Weitere Autoren der Studie sind Sammy Weiser Novak, Cara R. Schiavon, Tong Zhang und Melissa Wu vom Salk Institute; Fred Monroe von der Wicklow AI Medical Research Initiative; Lindsey Kirk und Kristen Harris von der University of Texas in Austin; Seungyoon B. Yu und Gulcin Pekkurnaz von der University of California San Diego; Kyle Kastner von der Université de Montréal, Yoshiyuki Kubota vom National Institute for Physiological Sciences, Okazaki, Japan; Zhao Zhang von der University of Texas in Austin und Alaa Abdel Latif, Zijun Lin, Andrew Shaw und Jeremy Howard von der University of San Francisco.
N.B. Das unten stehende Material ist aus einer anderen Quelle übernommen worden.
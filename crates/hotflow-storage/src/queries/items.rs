// SPDX-FileCopyrightText: 2026 HotFlow Contributors
// SPDX-License-Identifier: MIT OR Apache-2.0

//! Affiliate item persistence.

use chrono::Utc;
use hotflow_core::{HotflowError, Item, ItemQuery};
use rusqlite::params;
use rusqlite::types::Value;
use tracing::debug;

use crate::database::{map_tr_err, Database};
use crate::queries::{decimal_column, json_column, limit_value, timestamp_to_sql};

const ITEM_COLUMNS: &str = "item_id, category, title, image_url, coupon_price, price, \
     commission_rate, monthly_sales, shop_score, shop_title, item_url, coupon_url, \
     coupon_info, tags, raw";

/// Replace items by id in one transaction: existing rows with the same ids
/// are deleted, then every item is inserted with a fresh `updated_at`.
///
/// When the batch repeats an id, the last occurrence wins.
pub async fn store_items(db: &Database, items: &[Item]) -> Result<usize, HotflowError> {
    if items.is_empty() {
        return Ok(0);
    }
    let items = items.to_vec();
    let updated_at = timestamp_to_sql(&Utc::now());

    let stored = db
        .connection()
        .call(move |conn| -> Result<usize, rusqlite::Error> {
            let tx = conn.transaction()?;
            {
                let mut delete = tx.prepare("DELETE FROM taoke_items WHERE item_id = ?1")?;
                for item in &items {
                    delete.execute(params![item.item_id])?;
                }

                let mut insert = tx.prepare(
                    "INSERT OR REPLACE INTO taoke_items (item_id, category, title, image_url, \
                     coupon_price, price, commission_rate, monthly_sales, shop_score, shop_title, \
                     item_url, coupon_url, coupon_info, tags, raw, updated_at) \
                     VALUES (?1, ?2, ?3, ?4, ?5, ?6, ?7, ?8, ?9, ?10, ?11, ?12, ?13, ?14, ?15, ?16)",
                )?;
                for item in &items {
                    insert.execute(params![
                        item.item_id,
                        item.category,
                        item.title,
                        item.image_url,
                        item.coupon_price.map(|d| d.to_string()),
                        item.price.map(|d| d.to_string()),
                        item.commission_rate.map(|d| d.to_string()),
                        item.monthly_sales,
                        item.shop_score.map(|d| d.to_string()),
                        item.shop_title,
                        item.item_url,
                        item.coupon_url,
                        item.coupon_info,
                        item.tags.join(","),
                        serde_json::Value::Object(item.raw.clone()).to_string(),
                        updated_at,
                    ])?;
                }
            }
            tx.commit()?;
            Ok(items.len())
        })
        .await
        .map_err(map_tr_err)?;

    debug!(stored, "items stored");
    Ok(stored)
}

/// Read items back, newest `updated_at` first with ties broken by ascending id.
///
/// Empty category and id filters match everything; a zero limit means no cap.
pub async fn fetch_items(db: &Database, query: &ItemQuery) -> Result<Vec<Item>, HotflowError> {
    let mut sql = format!("SELECT {ITEM_COLUMNS} FROM taoke_items");
    let mut clauses = Vec::new();
    let mut values: Vec<Value> = Vec::new();

    if !query.categories.is_empty() {
        clauses.push(format!(
            "category IN ({})",
            placeholders(values.len(), query.categories.len())
        ));
        values.extend(query.categories.iter().cloned().map(Value::Text));
    }
    if !query.item_ids.is_empty() {
        clauses.push(format!(
            "item_id IN ({})",
            placeholders(values.len(), query.item_ids.len())
        ));
        values.extend(query.item_ids.iter().copied().map(Value::Integer));
    }
    if !clauses.is_empty() {
        sql.push_str(" WHERE ");
        sql.push_str(&clauses.join(" AND "));
    }
    sql.push_str(" ORDER BY updated_at DESC, item_id ASC");
    if let Some(limit) = limit_value(query.limit) {
        sql.push_str(&format!(" LIMIT ?{}", values.len() + 1));
        values.push(Value::Integer(limit));
    }

    db.connection()
        .call(move |conn| -> Result<Vec<Item>, rusqlite::Error> {
            let mut stmt = conn.prepare(&sql)?;
            let rows = stmt.query_map(rusqlite::params_from_iter(values), row_to_item)?;
            rows.collect()
        })
        .await
        .map_err(map_tr_err)
}

/// Numbered placeholders `?n` continuing after `offset` bound values.
fn placeholders(offset: usize, count: usize) -> String {
    (offset + 1..=offset + count)
        .map(|n| format!("?{n}"))
        .collect::<Vec<_>>()
        .join(", ")
}

fn row_to_item(row: &rusqlite::Row<'_>) -> rusqlite::Result<Item> {
    let tags: String = row.get(13)?;
    Ok(Item {
        item_id: row.get(0)?,
        category: row.get(1)?,
        title: row.get(2)?,
        image_url: row.get(3)?,
        coupon_price: decimal_column(row, 4)?,
        price: decimal_column(row, 5)?,
        commission_rate: decimal_column(row, 6)?,
        monthly_sales: row.get(7)?,
        shop_score: decimal_column(row, 8)?,
        shop_title: row.get(9)?,
        item_url: row.get(10)?,
        coupon_url: row.get(11)?,
        coupon_info: row.get(12)?,
        tags: tags
            .split(',')
            .filter(|t| !t.is_empty())
            .map(str::to_string)
            .collect(),
        raw: json_column(row, 14)?,
    })
}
Die Forschung wurde von der National Science Foundation, der Chan-Zuckerberg Initiative, der Waitt Foundation, dem National Cancer Institute, dem National Institute on Deafness and Other Communication Disorders, dem National Institute of Mental Health und der Wicklow AI Medical Research Initiative unterstützt Parkinson-Stiftung, das National Institute of Health und die Japan Society for the Promotion of Science.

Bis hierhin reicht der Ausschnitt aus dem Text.